In these rooms there are no explanatory texts which would give visitors an interpretation of history or put events into a certain context. The chronological path begins with the Reichsdeputationshauptschluss of 1803, which paved the way for the secularization of ecclesiastical states and the abolishing of imperial cities, and continues to the present era, with a display of objects which are considered relevant for life today.

The displays highlight the following periods of history:

- 1790–1815: Territorial revolution
- 1815–1848: Vormärz
- 1848–1866: The revolution and its aftermath
- 1866–1914: Integration into the German nation state
- 1914–1945: Two world wars and the interwar years
- 1945–1972: Developments leading to the mergers of the separate states
- 1972–2002: Parliamentary democracy in the age of media
- A multimedia display aimed at evoking a response to the question as to what present-day Baden-Württemberg means to the individual visitor.
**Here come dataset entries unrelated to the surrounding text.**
//! Bulk API 2.0 ingest types.

use std::str::FromStr;

use serde::{Deserialize, Deserializer, Serialize};
use serde_json::{Map, Value};

use crate::error::{Error, ErrorKind};

/// The API reports `apiVersion` as either `59.0` or `"59.0"`.
fn deserialize_api_version<'de, D>(deserializer: D) -> Result<Option<String>, D::Error>
where
    D: Deserializer<'de>,
{
    #[derive(Deserialize)]
    #[serde(untagged)]
    enum Version {
        Number(f64),
        Text(String),
    }

    Ok(Option::<Version>::deserialize(deserializer)?.map(|v| match v {
        Version::Number(n) => format!("{:.1}", n),
        Version::Text(s) => s,
    }))
}

/// Ingest job lifecycle state.
#[derive(Debug, Clone, Copy, PartialEq, Eq, Serialize, Deserialize)]
pub enum JobState {
    Open,
    UploadComplete,
    InProgress,
    Aborted,
    JobComplete,
    Failed,
}

impl JobState {
    /// True once the job will not change state again.
    pub fn is_terminal(&self) -> bool {
        matches!(self, JobState::Aborted | JobState::JobComplete | JobState::Failed)
    }

    /// True when the job completed.
    pub fn is_success(&self) -> bool {
        matches!(self, JobState::JobComplete)
    }
}

/// Ingest operations.
#[derive(Debug, Clone, Copy, PartialEq, Eq, Serialize, Deserialize)]
#[serde(rename_all = "camelCase")]
pub enum BulkOperation {
    Insert,
    Update,
    Upsert,
    Delete,
    HardDelete,
}

impl BulkOperation {
    /// Name used on the wire.
    pub fn api_name(&self) -> &'static str {
        match self {
            BulkOperation::Insert => "insert",
            BulkOperation::Update => "update",
            BulkOperation::Upsert => "upsert",
            BulkOperation::Delete => "delete",
            BulkOperation::HardDelete => "hardDelete",
        }
    }
}

impl std::fmt::Display for BulkOperation {
    fn fmt(&self, f: &mut std::fmt::Formatter<'_>) -> std::fmt::Result {
        f.write_str(self.api_name())
    }
}

impl FromStr for BulkOperation {
    type Err = Error;

    fn from_str(s: &str) -> Result<Self, Self::Err> {
        match s.to_ascii_lowercase().as_str() {
            "insert" => Ok(BulkOperation::Insert),
            "update" => Ok(BulkOperation::Update),
            "upsert" => Ok(BulkOperation::Upsert),
            "delete" => Ok(BulkOperation::Delete),
            "harddelete" => Ok(BulkOperation::HardDelete),
            _ => Err(Error::new(ErrorKind::InvalidInput(format!(
                "unknown bulk operation: {s}"
            )))),
        }
    }
}

/// Body of `POST jobs/ingest`.
#[derive(Debug, Clone, Serialize)]
#[serde(rename_all = "camelCase")]
pub struct CreateIngestJobRequest {
    pub object: String,
    pub operation: BulkOperation,
    #[serde(skip_serializing_if = "Option::is_none")]
    pub external_id_field_name: Option<String>,
    pub content_type: &'static str,
    pub column_delimiter: &'static str,
    pub line_ending: &'static str,
}

impl CreateIngestJobRequest {
    /// A CSV job request for `operation` on `sobject`.
    pub fn new(sobject: impl Into<String>, operation: BulkOperation) -> Self {
        Self {
            object: sobject.into(),
            operation,
            external_id_field_name: None,
            content_type: "CSV",
            column_delimiter: "COMMA",
            line_ending: "LF",
        }
    }

    /// Match field for upserts.
    pub fn with_external_id_field(mut self, field: impl Into<String>) -> Self {
        self.external_id_field_name = Some(field.into());
        self
    }
}

/// Body of `PATCH jobs/ingest/{id}`.
#[derive(Debug, Clone, Serialize)]
pub(crate) struct UpdateJobStateRequest {
    pub state: JobState,
}

/// Job info as returned by the ingest endpoints.
#[derive(Debug, Clone, Serialize, Deserialize)]
#[serde(rename_all = "camelCase")]
pub struct IngestJob {
    pub id: String,
    pub state: JobState,
    pub object: String,
    pub operation: String,
    #[serde(default)]
    pub number_records_processed: i64,
    #[serde(default)]
    pub number_records_failed: i64,
    #[serde(default, deserialize_with = "deserialize_api_version")]
    pub api_version: Option<String>,
    #[serde(default)]
    pub error_message: Option<String>,
}

/// Outcome of one uploaded row.
///
/// Serialized as `{success, created, id, error, ...row fields}`, the shape
/// recorded in job references.
#[derive(Debug, Clone, PartialEq, Serialize, Deserialize)]
pub struct BulkRowResult {
    pub success: bool,
    #[serde(default)]
    pub created: bool,
    pub id: Option<String>,
    pub error: Option<String>,
    #[serde(flatten)]
    pub fields: Map<String, Value>,
}

/// Per-row results of a finished ingest job.
#[derive(Debug, Clone)]
pub struct IngestResult {
    pub job: IngestJob,
    pub successes: Vec<BulkRowResult>,
    /// Failed rows followed by rows the job never processed.
    pub failures: Vec<BulkRowResult>,
}

impl IngestResult {
    /// True when any row failed or was left unprocessed.
    pub fn has_failures(&self) -> bool {
        !self.failures.is_empty()
    }

    /// Successes then failures, as one list.
    pub fn into_rows(self) -> Vec<BulkRowResult> {
        let mut rows = self.successes;
        rows.extend(self.failures);
        rows
    }
}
In the third part of the exhibition, a theme park presents current topics in an historical context: nature and the environment in connection with, for example, the Black Forest, economy, urbanization, religion, migration, family, marriage and relationships, science and research, and also the relationship to the neighboring country of France.

The permanent exhibition was conceptualized and developed by the international project team Atelier Brückner, headed by the architect Uwe R. Brückner.

===How history is presented===
The House of History offers an educational programme aimed primary at school classes and young people as well as individuals seeking to learn the German language and culture. Guided tours for various epochs and themes as well as workshops strive to develop historical literacy.

== Collections of regional history ==
The House of History maintains extensive holdings of historical items, including a large photo archive which includes the following special collections:

- Archive of the Tübingen publishing company Gebrüder Metz, which includes approx 270,000 glassplate-negatives.
- Bequest of Robert Holder (1908–1987), photographer and publisher in Bad Urach
- Bequest of Leif Geiges (1915–1990), photographer and reporter in Freiburg im Breisgau
- Bequest of Hannes Kilian (1909–1999), photographer in Stuttgart
- Bequest of Rupert Leser (1933–2017), photographer in Bad Waldsee

These collections are being successively inventoried and digitalized.

==External locations==
The state museum is also responsible for the following branch locations:

- the Turenne Museum in Sasbach (established 2001)
- Stuttgart's memorial site dedicated to Claus von Stauffenberg (established 2006)
- the museum of the fortress prison Hohenasperg in Asperg (established 2010)

== Cooperative projects ==
The House of History is responsible for the maintenance of the permanent exhibition dealing with police persecution during the years of the Weimar Republic, in Nazi Germany and the post-war years in a former Stuttgart hotel that became the local headquarters for police and the Gestapo and an infamous jail where dissidents and persecuted minorities were held. The House of History cooperates with other educational and cultural institutions on the current projects undertaken here.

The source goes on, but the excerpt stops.